Getting there
The Teslin/Yukon had long been on our paddling bucketlist. After almost five months of planning and preparation, the time had finally come on 28 June. We flew via Vancouver to Whitehorse, the capital of the Yukon Territory. Capital should actually be in quotation marks here, as the Yukon’s population of just under 40,000 is spread generously over an area the size of Germany, Switzerland and Austria combined. Whitehorse exudes the (very brittle) charm of a frontier town. We spent the next two days and nights digesting the 9-hour time difference, organizing the inevitably missing bits of gear, shopped basic foodstock for two weeks and indulged in a little final culinary pampering before setting off for Johnsons Crossing on the 30th.
Johnson's Crossing
Johnson’s Crossing marks one of the most strategically important points on the Teslin River. Located where the Alaska Highway spans the river, it has long served as a logistical node; first for river travelers, later for road traffic. The origin of the name is debated: it may refer to Teslin Tlingit Chief George Johnston, who built a short road and operated a taxi service in the 1920s despite there being no proper roads in the community, or to Colonel Frank Johnson of the Corps of Engineers during construction of the Alaska Highway in 1942. Today, Johnson’s Crossing represents the transition from river frontier to highway infrastructure—a place where northern travel shifted from paddle and paddlewheel to diesel and asphalt, while the Teslin continues to flow quietly beneath the bridge. We arrived under the bridge just in time for our last “real” breakfast at the Johnson’s Crossing lodge. GREAT Pancakes!!
Shakedown
We had planned only a relatively short ‘shakedown’ for this day, so we set up our first camp after just 25 kilometres. Many of the camps have been in use for more than a hundred years, and even though they offer nothing more than a clearing in the otherwise dense riverside forest, they make camp life a lot easier.

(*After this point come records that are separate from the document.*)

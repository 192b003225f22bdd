//! Mapping between continuous positions, voxels and flat cell indices.

use pellicle_core::{CellIndex, DomainGeometry, SimulationMode, Vector, Voxel};

/// Coordinate mapper for the padded voxel lattice.
///
/// The lattice covers the domain with `ceil(length / resolution)` voxels per
/// axis (the resolution is corrected so an integer number of voxels tiles
/// the substratum-normal extent exactly) plus one padding layer on each
/// side. Flat indices enumerate the padded lattice:
///
/// ```text
/// index = (i+1) + (j+1)·(nI+2) + (k+1)·(nI+2)·(nJ+2)
/// ```
///
/// with `(i, j, k)` the unpadded voxel coordinate. In chemostat mode the
/// whole domain is one well-mixed cell and every position maps to index 0.
#[derive(Clone, Debug)]
pub struct VoxelIndexer {
    n_i: i32,
    n_j: i32,
    n_k: i32,
    res: f64,
    lengths: [f64; 3],
    periodic: [bool; 3],
    is_3d: bool,
    chemostat: bool,
}

impl VoxelIndexer {
    /// Build the mapper for a validated geometry and simulation mode.
    pub fn new(geometry: &DomainGeometry, mode: SimulationMode) -> Self {
        if mode == SimulationMode::Chemostat {
            return Self {
                n_i: 1,
                n_j: 1,
                n_k: 1,
                res: geometry.resolution,
                lengths: [geometry.length_x, geometry.length_y, geometry.length_z],
                periodic: [false, false, false],
                is_3d: geometry.is_3d,
                chemostat: true,
            };
        }

        let n_i = (geometry.length_x / geometry.resolution).ceil() as i32;
        let res = geometry.length_x / n_i as f64;
        let n_j = (geometry.length_y / res).ceil() as i32;
        let n_k = if geometry.is_3d {
            (geometry.length_z / res).ceil() as i32
        } else {
            1
        };

        Self {
            n_i,
            n_j,
            n_k,
            res,
            lengths: [geometry.length_x, geometry.length_y, geometry.length_z],
            periodic: geometry.periodic,
            is_3d: geometry.is_3d,
            chemostat: false,
        }
    }

    /// Corrected voxel edge length.
    pub fn resolution(&self) -> f64 {
        self.res
    }

    /// Unpadded lattice dimensions `(nI, nJ, nK)`.
    pub fn dims(&self) -> (i32, i32, i32) {
        (self.n_i, self.n_j, self.n_k)
    }

    /// Domain extents `[x, y, z]`.
    pub fn lengths(&self) -> [f64; 3] {
        self.lengths
    }

    /// True for a three-dimensional lattice.
    pub fn is_3d(&self) -> bool {
        self.is_3d
    }

    /// True when the lattice is collapsed to a single well-mixed cell.
    pub fn is_chemostat(&self) -> bool {
        self.chemostat
    }

    /// Total number of cells, padding included.
    pub fn cell_count(&self) -> usize {
        if self.chemostat {
            1
        } else {
            ((self.n_i + 2) * (self.n_j + 2) * (self.n_k + 2)) as usize
        }
    }

    /// The voxel containing a continuous position (no bounds check).
    pub fn voxel_of(&self, position: Vector) -> Voxel {
        Voxel::new(
            (position.x / self.res).floor() as i32,
            (position.y / self.res).floor() as i32,
            (position.z / self.res).floor() as i32,
        )
    }

    /// The flat cell index for a continuous position.
    ///
    /// Returns `None` for non-finite positions and for positions beyond the
    /// padding layer; callers treat both as a geometry failure and kill the
    /// agent rather than clamping.
    pub fn index(&self, position: Vector) -> Option<CellIndex> {
        if self.chemostat {
            return Some(CellIndex(0));
        }
        if !position.is_finite() {
            return None;
        }
        self.index_of_voxel(self.voxel_of(position))
    }

    /// The flat cell index for a voxel coordinate, padding included.
    ///
    /// Accepts `-1..=n` per axis; anything further out returns `None`.
    pub fn index_of_voxel(&self, voxel: Voxel) -> Option<CellIndex> {
        if self.chemostat {
            return Some(CellIndex(0));
        }
        if voxel.i < -1
            || voxel.i > self.n_i
            || voxel.j < -1
            || voxel.j > self.n_j
            || voxel.k < -1
            || voxel.k > self.n_k
        {
            return None;
        }
        let i = (voxel.i + 1) as usize;
        let j = (voxel.j + 1) as usize;
        let k = (voxel.k + 1) as usize;
        let stride_j = (self.n_i + 2) as usize;
        let stride_k = stride_j * (self.n_j + 2) as usize;
        Some(CellIndex(i + j * stride_j + k * stride_k))
    }

    /// The unpadded voxel coordinate of a flat cell index.
    pub fn voxel_at(&self, index: CellIndex) -> Voxel {
        if self.chemostat {
            return Voxel::new(0, 0, 0);
        }
        let stride_j = (self.n_i + 2) as usize;
        let stride_k = stride_j * (self.n_j + 2) as usize;
        let k = index.0 / stride_k;
        let j = (index.0 - k * stride_k) / stride_j;
        let i = index.0 - k * stride_k - j * stride_j;
        Voxel::new(i as i32 - 1, j as i32 - 1, k as i32 - 1)
    }

    /// The centre of a cell in continuous coordinates.
    pub fn center(&self, index: CellIndex) -> Vector {
        let v = self.voxel_at(index);
        Vector::new(
            (v.i as f64 + 0.5) * self.res,
            (v.j as f64 + 0.5) * self.res,
            (v.k as f64 + 0.5) * self.res,
        )
    }

    /// True if the voxel lies inside the unpadded domain.
    pub fn is_valid_voxel(&self, voxel: Voxel) -> bool {
        voxel.i >= 0
            && voxel.i < self.n_i
            && voxel.j >= 0
            && voxel.j < self.n_j
            && voxel.k >= 0
            && voxel.k < self.n_k
    }

    /// True if the position lies inside the unpadded domain.
    pub fn is_valid(&self, position: Vector) -> bool {
        if !position.is_finite() {
            return false;
        }
        if self.chemostat {
            return true;
        }
        self.is_valid_voxel(self.voxel_of(position))
    }

    /// Step from a cell by whole voxels, honouring boundary topology.
    ///
    /// Periodic axes wrap directly to the real cell on the far side;
    /// non-periodic axes may land one layer into the padding and return
    /// `None` beyond it.
    pub fn offset(&self, index: CellIndex, di: i32, dj: i32, dk: i32) -> Option<CellIndex> {
        if self.chemostat {
            return if di == 0 && dj == 0 && dk == 0 {
                Some(index)
            } else {
                None
            };
        }
        let v = self.voxel_at(index);
        let i = resolve_axis(v.i, di, self.n_i, self.periodic[0])?;
        let j = resolve_axis(v.j, dj, self.n_j, self.periodic[1])?;
        let k = resolve_axis(v.k, dk, self.n_k, self.periodic[2])?;
        self.index_of_voxel(Voxel::new(i, j, k))
    }

    /// Wrap a position into the domain on every periodic axis.
    pub fn wrap_position(&self, position: &mut Vector) {
        if self.periodic[1] {
            position.y = position.y.rem_euclid(self.lengths[1]);
        }
        if self.is_3d && self.periodic[2] {
            position.z = position.z.rem_euclid(self.lengths[2]);
        }
    }

    /// Shortest displacement from `b` to `a` under periodic boundaries.
    pub fn shortest_difference(&self, a: Vector, b: Vector) -> Vector {
        let mut d = a - b;
        if self.periodic[1] && d.y.abs() > 0.5 * self.lengths[1] {
            d.y -= d.y.signum() * self.lengths[1];
        }
        if self.is_3d {
            if self.periodic[2] && d.z.abs() > 0.5 * self.lengths[2] {
                d.z -= d.z.signum() * self.lengths[2];
            }
        } else {
            d.z = 0.0;
        }
        d
    }
}

/// Resolve one axis of a voxel step.
fn resolve_axis(coord: i32, delta: i32, n: i32, periodic: bool) -> Option<i32> {
    let target = coord + delta;
    if periodic {
        Some(target.rem_euclid(n))
    } else if target < -1 || target > n {
        None
    } else {
        Some(target)
    }
}
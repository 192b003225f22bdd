//! Biofilm/liquid border tracking and erosion-time computation.
//!
//! [`BorderTracker`] finds the grid cells where biomass touches liquid and
//! assigns each one a time-to-erode from the configured [`DetachmentLaw`].
//! [`BorderTracker::compute_level_set`] then propagates erosion times into
//! the biofilm interior with a fast-marching update, killing outright any
//! cell whose time falls below the current timestep.

use crate::lifecycle::kill_cell_members;
use crate::population::Population;
use pellicle_core::{CellIndex, DeathReason};
use pellicle_grid::{CellStatus, GridCell, VoxelGrid};
use rand::Rng;
use rand_chacha::ChaCha8Rng;

/// Local erosion speed at a border cell, micrometres per hour.
pub trait DetachmentLaw {
    /// Speed for the given cell. Zero disables erosion there.
    fn local_speed(&self, cell: &GridCell) -> f64;
}

/// Uniform erosion speed everywhere.
#[derive(Clone, Copy, Debug)]
pub struct ConstantDetachment {
    /// Erosion speed.
    pub speed: f64,
}

impl DetachmentLaw for ConstantDetachment {
    fn local_speed(&self, _cell: &GridCell) -> f64 {
        self.speed
    }
}

/// Erosion speed proportional to height above the substratum.
#[derive(Clone, Copy, Debug)]
pub struct ProportionalDetachment {
    /// Rate constant, per hour.
    pub k_det: f64,
    /// Height above which biomass erodes effectively instantly.
    pub max_height: f64,
}

impl DetachmentLaw for ProportionalDetachment {
    fn local_speed(&self, cell: &GridCell) -> f64 {
        if cell.center.x > self.max_height {
            return f64::MAX;
        }
        self.k_det * cell.center.x
    }
}

/// Erosion speed growing with the square of the height.
#[derive(Clone, Copy, Debug)]
pub struct QuadraticDetachment {
    /// Rate constant, per micrometre-hour.
    pub k_det: f64,
    /// Height above which biomass erodes effectively instantly.
    pub max_height: f64,
}

impl DetachmentLaw for QuadraticDetachment {
    fn local_speed(&self, cell: &GridCell) -> f64 {
        if cell.center.x > self.max_height {
            return f64::MAX;
        }
        self.k_det * cell.center.x * cell.center.x
    }
}

/// Fast-marching state per cell.
#[derive(Clone, Copy, Debug, PartialEq, Eq)]
enum LsState {
    Unvisited,
    Close,
    Alive,
}

/// Tracks the liquid-facing border of the biofilm.
pub struct BorderTracker {
    law: Box<dyn DetachmentLaw>,
    border: Vec<CellIndex>,
}

impl std::fmt::Debug for BorderTracker {
    fn fmt(&self, f: &mut std::fmt::Formatter<'_>) -> std::fmt::Result {
        f.debug_struct("BorderTracker")
            .field("border_cells", &self.border.len())
            .finish()
    }
}

impl BorderTracker {
    /// Create a tracker using the given erosion-speed law.
    pub fn new(law: Box<dyn DetachmentLaw>) -> Self {
        Self {
            law,
            border: Vec::new(),
        }
    }

    /// Cells currently on the biofilm/liquid border, in index order.
    pub fn border(&self) -> &[CellIndex] {
        &self.border
    }

    /// A uniformly random border cell, e.g. as a landing point for a
    /// newly attaching agent.
    pub fn random_border_cell(&self, rng: &mut ChaCha8Rng) -> Option<CellIndex> {
        if self.border.is_empty() {
            return None;
        }
        let at = rng.random_range(0..self.border.len());
        Some(self.border[at])
    }

    /// Rebuild the border list and seed per-cell erosion times.
    ///
    /// Every cell gets a defined erosion time: outside and interior cells
    /// infinity, empty cells zero, border cells `res / (speed × faces)`
    /// (infinity when the law reports zero speed). With `eval_erosion` off
    /// only the border list and face counts are rebuilt; border cells keep
    /// their previously computed times.
    pub fn refresh_border(&mut self, eval_erosion: bool, grid: &mut VoxelGrid) {
        self.border.clear();
        let resolution = grid.resolution();

        for flat in 0..grid.cell_count() {
            let index = CellIndex(flat);
            let (is_outside, status, empty) = {
                let cell = grid.cell(index);
                (cell.is_outside, cell.status, cell.is_empty())
            };

            if is_outside {
                if status != CellStatus::Biofilm {
                    grid.cell_mut(index).erosion_time = f64::INFINITY;
                }
                continue;
            }
            // Bare carrier: biomass-free bedrock never erodes.
            if status == CellStatus::Carrier && empty {
                grid.cell_mut(index).erosion_time = f64::INFINITY;
                continue;
            }
            if empty {
                grid.cell_mut(index).erosion_time = 0.0;
                continue;
            }

            let free = grid.free_faces(index);
            if free == 0 {
                let cell = grid.cell_mut(index);
                cell.free_faces = 0;
                cell.erosion_time = f64::INFINITY;
                continue;
            }

            self.border.push(index);
            if eval_erosion {
                let speed = self.law.local_speed(grid.cell(index));
                let cell = grid.cell_mut(index);
                cell.free_faces = free;
                cell.erosion_time = if speed != 0.0 {
                    resolution / (speed * free as f64)
                } else {
                    f64::INFINITY
                };
            } else {
                grid.cell_mut(index).free_faces = free;
            }
        }
    }

    /// Propagate erosion times from the border into the biofilm interior.
    ///
    /// Fast marching: repeatedly retire the border cell with the smallest
    /// erosion time and assign each untouched occupied neighbour a time
    /// from the quadratic upwind update. A cell whose assigned time is
    /// below the current timestep loses its entire membership immediately
    /// (reason: detachment).
    pub fn compute_level_set(
        &mut self,
        grid: &mut VoxelGrid,
        population: &mut Population,
        dt: f64,
    ) {
        let mut state = vec![LsState::Unvisited; grid.cell_count()];
        let mut close: Vec<CellIndex> = self.border.clone();
        for &index in &close {
            state[index.0] = LsState::Close;
        }

        let faces = if grid.indexer().is_3d() { 6 } else { 4 };

        while !close.is_empty() {
            // Retire the smallest erosion time; first wins on ties.
            let at = close
                .iter()
                .enumerate()
                .min_by(|(_, a), (_, b)| {
                    grid.cell(**a)
                        .erosion_time
                        .total_cmp(&grid.cell(**b).erosion_time)
                })
                .map(|(at, _)| at)
                .unwrap_or(0);
            let trial = close.remove(at);
            state[trial.0] = LsState::Alive;

            for face in 0..faces {
                let Some(neighbor) = grid.face_neighbor(trial, face) else {
                    continue;
                };
                if grid.cell(neighbor).is_empty() {
                    continue;
                }
                if state[neighbor.0] != LsState::Unvisited {
                    continue;
                }
                let t = self.t_value(grid, neighbor);
                grid.cell_mut(neighbor).erosion_time = t;
                if t < dt {
                    kill_cell_members(population, grid, neighbor, DeathReason::Detachment);
                }
                state[neighbor.0] = LsState::Close;
                close.push(neighbor);
            }
        }
    }

    /// Upwind erosion time for one cell from its face neighbours.
    fn t_value(&self, grid: &VoxelGrid, index: CellIndex) -> f64 {
        let time_of = |face: usize| -> f64 {
            grid.face_neighbor(index, face)
                .map(|n| grid.cell(n).erosion_time)
                .unwrap_or(f64::INFINITY)
        };

        let t_x = time_of(0).min(time_of(1));
        let t_y = time_of(2).min(time_of(3));
        let t_z = if grid.indexer().is_3d() {
            time_of(4).min(time_of(5))
        } else {
            grid.cell(index).erosion_time
        };

        let speed = self.law.local_speed(grid.cell(index));
        if speed == 0.0 {
            return f64::INFINITY;
        }
        if t_x.is_infinite() && t_y.is_infinite() && t_z.is_infinite() {
            return f64::INFINITY;
        }

        // Try every subset of upwind directions and keep the largest valid
        // quadratic root; fall back to the largest approximate root when
        // float precision rejects them all.
        let candidates = |t: f64| -> &'static [bool] {
            if t.is_finite() {
                &[true, false]
            } else {
                &[false]
            }
        };
        let resolution = grid.resolution();
        let mut valid_solution: f64 = 0.0;
        let mut approximate: f64 = 0.0;

        for &use_x in candidates(t_x) {
            for &use_y in candidates(t_y) {
                for &use_z in candidates(t_z) {
                    let fx = if use_x { t_x } else { f64::INFINITY };
                    let fy = if use_y { t_y } else { f64::INFINITY };
                    let fz = if use_z { t_z } else { f64::INFINITY };
                    if fx.is_infinite() && fy.is_infinite() && fz.is_infinite() {
                        continue;
                    }
                    let root = quadratic_root(fx, fy, fz, speed, resolution);
                    if root.is_nan() {
                        continue;
                    }
                    approximate = approximate.max(root);
                    if solution_valid(root, fx, t_x)
                        || solution_valid(root, fy, t_y)
                        || solution_valid(root, fz, t_z)
                    {
                        valid_solution = valid_solution.max(root);
                    }
                }
            }
        }

        if valid_solution == 0.0 {
            approximate
        } else {
            valid_solution
        }
    }
}

/// Positive root of the upwind quadratic for the given direction subset.
fn quadratic_root(tx: f64, ty: f64, tz: f64, speed: f64, resolution: f64) -> f64 {
    let mut a = 0.0;
    let mut b = 0.0;
    let mut c = -(resolution / speed) * (resolution / speed);
    for t in [tx, ty, tz] {
        if t.is_finite() {
            a += 1.0;
            b += -2.0 * t;
            c += t * t;
        }
    }
    let aux = (b * b - 4.0 * a * c).sqrt();
    (-b + aux) / (2.0 * a)
}

/// Upwind consistency check for one direction.
fn solution_valid(s: f64, f: f64, t: f64) -> bool {
    if f.is_infinite() {
        s < t
    } else {
        s > t
    }
}
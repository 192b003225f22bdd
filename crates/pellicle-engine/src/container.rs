//! The spatial agent container and its macro-step pipeline.

use crate::detach::{remove_on_border, shrink_on_border};
use crate::levelset::{BorderTracker, DetachmentLaw};
use crate::lifecycle::{flush_away, register_birth, remove_dead};
use crate::population::Population;
use crate::pressure::{follow_pressure, PressureField};
use crate::shove::shove_all_located;
use crate::slough::mark_for_sloughing;
use pellicle_core::{
    AgentBody, AgentDriver, AgentId, BirthError, CellIndex, ContainerConfig, DeathReason,
    DetachmentMethod, DomainGeometry, Nursery, SimulationMode, StepError, Vector, Voxel,
};
use pellicle_grid::{CellStatus, VoxelGrid};
use rand::SeedableRng;
use rand_chacha::ChaCha8Rng;
use tracing::{info, warn};

/// Iteration cap for the moderate relaxation inside each sub-step.
const SUBSTEP_RELAX_ITER: u32 = 15;

/// Push-style sink for the external reporting hooks.
///
/// The container deposits per-agent values at continuous positions; how
/// they are binned, padded or written is the consumer's business.
pub trait FieldSink {
    /// Record `value` at `at`.
    fn deposit(&mut self, at: Vector, value: f64);
}

/// Counters for one macro step.
#[derive(Clone, Debug, Default)]
pub struct StepSummary {
    /// Population size when the step began.
    pub stepped: usize,
    /// Agents registered by the driver during the step.
    pub births: usize,
    /// Agents purged (all causes).
    pub deaths: usize,
    /// Agents washed out by chemostat dilution.
    pub diluted: usize,
    /// Interaction passes of the final relaxation.
    pub relax_iterations: u32,
    /// Agents still moving significantly after the final relaxation.
    pub still_moving: usize,
    /// Agents removed by border erosion.
    pub eroded: usize,
    /// Mass removed by border erosion.
    pub eroded_mass: f64,
    /// Agents removed by the connectivity filter.
    pub sloughed: usize,
    /// Mass removed by the connectivity filter.
    pub sloughed_mass: f64,
    /// False once the population cap asks the simulation to stop.
    pub keep_running: bool,
}

/// Stores all agents, sorts them into grid cells, and manages shoving,
/// erosion and dilution of the population.
pub struct AgentContainer {
    config: ContainerConfig,
    grid: VoxelGrid,
    population: Population,
    border: BorderTracker,
    pressure: Option<Box<dyn PressureField>>,
    rng: ChaCha8Rng,
    erosion_tally: f64,
    dilution_carry: f64,
}

impl AgentContainer {
    /// Build a container for the given geometry, configuration and
    /// detachment-speed law.
    pub fn new(
        geometry: &DomainGeometry,
        config: ContainerConfig,
        law: Box<dyn DetachmentLaw>,
    ) -> Self {
        let grid = VoxelGrid::new(geometry, config.mode);
        let rng = ChaCha8Rng::seed_from_u64(config.seed);
        let (n_i, n_j, n_k) = grid.indexer().dims();
        info!(
            mode = %config.mode,
            cells = grid.cell_count(),
            n_i,
            n_j,
            n_k,
            resolution = grid.resolution(),
            "agent container initialised"
        );
        Self {
            config,
            grid,
            population: Population::new(),
            border: BorderTracker::new(law),
            pressure: None,
            rng,
            erosion_tally: 0.0,
            dilution_carry: 0.0,
        }
    }

    /// Attach an optional pressure field for advective movement.
    pub fn set_pressure_field(&mut self, field: Box<dyn PressureField>) {
        self.pressure = Some(field);
    }

    // ── Population interface ────────────────────────────────────

    /// Register a newborn agent.
    ///
    /// Located agents are placed in the grid cell containing their
    /// position (cell 0 in chemostat mode). A located body whose position
    /// has no cell index is rejected whole.
    pub fn register_birth(&mut self, body: AgentBody) -> Result<AgentId, BirthError> {
        register_birth(&mut self.population, &mut self.grid, body)
    }

    /// Mark an agent for removal at the next cleanup point. Idempotent.
    pub fn register_death(&mut self, id: AgentId, reason: DeathReason) {
        self.population.mark_dead(id, reason);
    }

    /// Purge every agent marked dead from roster, grid and storage.
    pub fn remove_all_dead(&mut self) -> usize {
        remove_dead(&mut self.population, &mut self.grid)
    }

    /// Number of agents in the population.
    pub fn population(&self) -> usize {
        self.population.len()
    }

    /// The population roster in its current order.
    pub fn agent_ids(&self) -> &[AgentId] {
        self.population.ids()
    }

    /// Shared access to an agent body.
    pub fn body(&self, id: AgentId) -> Option<&AgentBody> {
        self.population.body(id)
    }

    /// Sum of all live agents' mass.
    pub fn total_mass(&self) -> f64 {
        self.population.total_mass()
    }

    // ── Grid interface ──────────────────────────────────────────

    /// The voxel grid.
    pub fn grid(&self) -> &VoxelGrid {
        &self.grid
    }

    /// Cell index of a continuous position, if it has one.
    pub fn indexed_position(&self, position: Vector) -> Option<CellIndex> {
        self.grid.index_of(position)
    }

    /// Cell index of a discrete voxel coordinate (padding included).
    pub fn indexed_voxel(&self, voxel: Voxel) -> Option<CellIndex> {
        self.grid.indexer().index_of_voxel(voxel)
    }

    /// Continuous centre of a cell.
    pub fn cell_center(&self, index: CellIndex) -> Vector {
        self.grid.indexer().center(index)
    }

    /// Unpadded voxel coordinate of a cell.
    pub fn cell_voxel(&self, index: CellIndex) -> Voxel {
        self.grid.indexer().voxel_at(index)
    }

    /// Status of a cell.
    pub fn voxel_status(&self, index: CellIndex) -> CellStatus {
        self.grid.cell(index).status
    }

    /// Agents located in a cell.
    pub fn group_in_voxel(&self, index: CellIndex) -> &[AgentId] {
        self.grid.cell(index).members()
    }

    /// Collect all agents within `range` of a cell into `out`.
    pub fn potential_shovers(&self, index: CellIndex, range: f64, out: &mut Vec<AgentId>) {
        self.grid.potential_shovers(index, range, out);
    }

    /// Border cells from the most recent refresh.
    pub fn border(&self) -> &[CellIndex] {
        self.border.border()
    }

    /// A uniformly random border cell, e.g. as the landing point for an
    /// agent attaching from the bulk liquid. `None` while no border exists.
    pub fn random_border_cell(&mut self) -> Option<CellIndex> {
        self.border.random_border_cell(&mut self.rng)
    }

    /// Unused erosion budget carried by the discrete detachment policy.
    pub fn erosion_tally(&self) -> f64 {
        self.erosion_tally
    }

    // ── Reporting hooks ─────────────────────────────────────────

    /// Deposit every located agent's total mass into a sink.
    pub fn fit_agent_mass_on_grid(&self, sink: &mut dyn FieldSink) {
        for cell in self.grid.cells() {
            for &id in cell.members() {
                if let Some(body) = self.population.body(id) {
                    sink.deposit(body.location, body.total_mass());
                }
            }
        }
    }

    /// Deposit every located agent's net volume rate into a sink.
    pub fn fit_agent_volume_rate_on_grid(&self, sink: &mut dyn FieldSink) {
        for cell in self.grid.cells() {
            for &id in cell.members() {
                if let Some(body) = self.population.body(id) {
                    sink.deposit(body.location, body.net_volume_rate);
                }
            }
        }
    }

    // ── Stepping ────────────────────────────────────────────────

    /// Fully relax the grid from an arbitrary initial placement.
    ///
    /// Used once after seeding so the first macro step starts from a
    /// geometrically coherent state.
    pub fn relax(&mut self) {
        if self.config.mode == SimulationMode::Chemostat {
            return;
        }
        self.population.shuffle(&mut self.rng);
        let half_cap = (self.config.shoving.max_iter / 2).max(1);
        for _ in 0..2 {
            shove_all_located(
                &mut self.population,
                &mut self.grid,
                &self.config.shoving,
                true,
                true,
                half_cap,
                &mut self.rng,
            );
        }
    }

    /// Run one macro step of `global_dt` hours.
    ///
    /// Sub-steps at the configured agent timestep: advect, drive every
    /// agent, dilute (chemostat), purge dead, relax moderately. After the
    /// sub-steps, biofilm mode relaxes to convergence, refreshes the
    /// border, applies the configured detachment policy and finally runs
    /// the connectivity filter.
    pub fn step(&mut self, driver: &mut dyn AgentDriver, global_dt: f64) -> Result<StepSummary, StepError> {
        if !global_dt.is_finite() || global_dt <= 0.0 {
            return Err(StepError::InvalidTimestep { value: global_dt });
        }
        if self.config.agent_dt > global_dt {
            return Err(StepError::AgentTimestepExceedsGlobal {
                agent_dt: self.config.agent_dt,
                global_dt,
            });
        }

        let mut summary = StepSummary {
            stepped: self.population.len(),
            keep_running: true,
            ..StepSummary::default()
        };
        let chemostat = self.config.mode == SimulationMode::Chemostat;
        let local_dt = self.config.agent_dt.min(global_dt);

        self.population.shuffle(&mut self.rng);

        let mut elapsed = 0.0;
        while elapsed < global_dt {
            let dt = local_dt.min(global_dt - elapsed);
            if dt <= 0.0 {
                break;
            }
            elapsed += dt;
            self.sub_step(driver, dt, chemostat, &mut summary);
        }

        if !chemostat {
            let relax = shove_all_located(
                &mut self.population,
                &mut self.grid,
                &self.config.shoving,
                false,
                true,
                self.config.shoving.max_iter,
                &mut self.rng,
            );
            summary.relax_iterations = relax.iterations;
            summary.still_moving = relax.moved;
            info!(
                moved = relax.moved,
                population = self.population.len(),
                iterations = relax.iterations,
                "relaxation finished"
            );

            self.grid.refresh_status(self.population.arena());
            self.border.refresh_border(true, &mut self.grid);
            self.border
                .compute_level_set(&mut self.grid, &mut self.population, global_dt);

            let (eroded, eroded_mass) = match self.config.detachment {
                DetachmentMethod::ShrinkOnBorder => shrink_on_border(
                    &mut self.border,
                    &mut self.grid,
                    &mut self.population,
                    driver,
                    global_dt,
                ),
                DetachmentMethod::RemoveOnBorder => remove_on_border(
                    &mut self.border,
                    &mut self.grid,
                    &mut self.population,
                    global_dt,
                    &mut self.erosion_tally,
                )?,
            };
            summary.eroded = eroded;
            summary.eroded_mass = eroded_mass;
            summary.deaths += self.remove_all_dead();

            if self.config.sloughing {
                self.grid.refresh_status(self.population.arena());
                let (sloughed, sloughed_mass) =
                    mark_for_sloughing(&mut self.grid, &mut self.population);
                summary.sloughed = sloughed;
                summary.sloughed_mass = sloughed_mass;
                summary.deaths += self.remove_all_dead();
            }
        }

        if self.config.max_population > 0 && self.population.len() >= self.config.max_population {
            info!(
                population = self.population.len(),
                cap = self.config.max_population,
                "population cap reached; requesting stop"
            );
            summary.keep_running = false;
        }

        info!(
            stepped = summary.stepped,
            births = summary.births,
            deaths = summary.deaths,
            diluted = summary.diluted,
            "agents stepped/born/dead"
        );
        Ok(summary)
    }

    /// One agent sub-timestep.
    fn sub_step(
        &mut self,
        driver: &mut dyn AgentDriver,
        dt: f64,
        chemostat: bool,
        summary: &mut StepSummary,
    ) {
        if !chemostat {
            if let Some(field) = self.pressure.as_mut() {
                follow_pressure(field.as_mut(), &mut self.population, &mut self.grid, dt);
            }
        }

        // Drive every agent's own biology.
        let mut nursery = Nursery::new();
        let ids: Vec<AgentId> = self.population.ids().to_vec();
        for id in ids {
            let Some(body) = self.population.body_mut(id) else {
                continue;
            };
            if body.is_dead() {
                continue;
            }
            driver.step_agent(id, body, dt, &mut nursery);
            if body.is_dead() {
                self.population.note_dead(id);
            }
        }

        // Register this pass's newborns.
        let births: Vec<AgentBody> = nursery.drain().collect();
        for body in births {
            match register_birth(&mut self.population, &mut self.grid, body) {
                Ok(_) => summary.births += 1,
                Err(err) => warn!(%err, "dropping newborn"),
            }
        }

        self.population.shuffle(&mut self.rng);

        if chemostat {
            summary.diluted += flush_away(
                &mut self.population,
                &mut self.rng,
                dt,
                self.config.dilution_rate,
                self.config.detachment,
                &mut self.dilution_carry,
            );
        }

        // Dead agents must be gone before the relaxation pass.
        summary.deaths += self.remove_all_dead();

        if !chemostat {
            shove_all_located(
                &mut self.population,
                &mut self.grid,
                &self.config.shoving,
                false,
                true,
                SUBSTEP_RELAX_ITER,
                &mut self.rng,
            );
        }
    }
}

impl std::fmt::Debug for AgentContainer {
    fn fmt(&self, f: &mut std::fmt::Formatter<'_>) -> std::fmt::Result {
        f.debug_struct("AgentContainer")
            .field("mode", &self.config.mode)
            .field("population", &self.population.len())
            .field("cells", &self.grid.cell_count())
            .finish()
    }
}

That evening, the Yukon taught us our first (of many) lesson: as practical and handy as a wilderness hatchet may be, it is advisable to take a ‘proper’ axe with you for the Yukon. The wood of the typical spruce and pine trees is not very productive, and you need considerable amounts of wood just for cooking fires. Although there is often enough dry driftwood to be found along the shore, it is even less productive.
Our main source of protein for the next 3 weeks would be fish but on that first evening we had the gigantic t-bone steaks we had bought in Whitehorse before our departure with an absolutely passable California red.
Although it doesn’t get completely dark at this time of year and you could still read a newspaper without much difficulty at 3 a.m. in the remaining light of the sun just below the horizon, we slept for almost 9 hours on this first night.
The next morning greeted us with crisp clean air and lots of sunshine and we took some time to have a hearty breakfast with bannock and honey, reorganise our gear before setting off on our first full day of paddling on the Teslin river.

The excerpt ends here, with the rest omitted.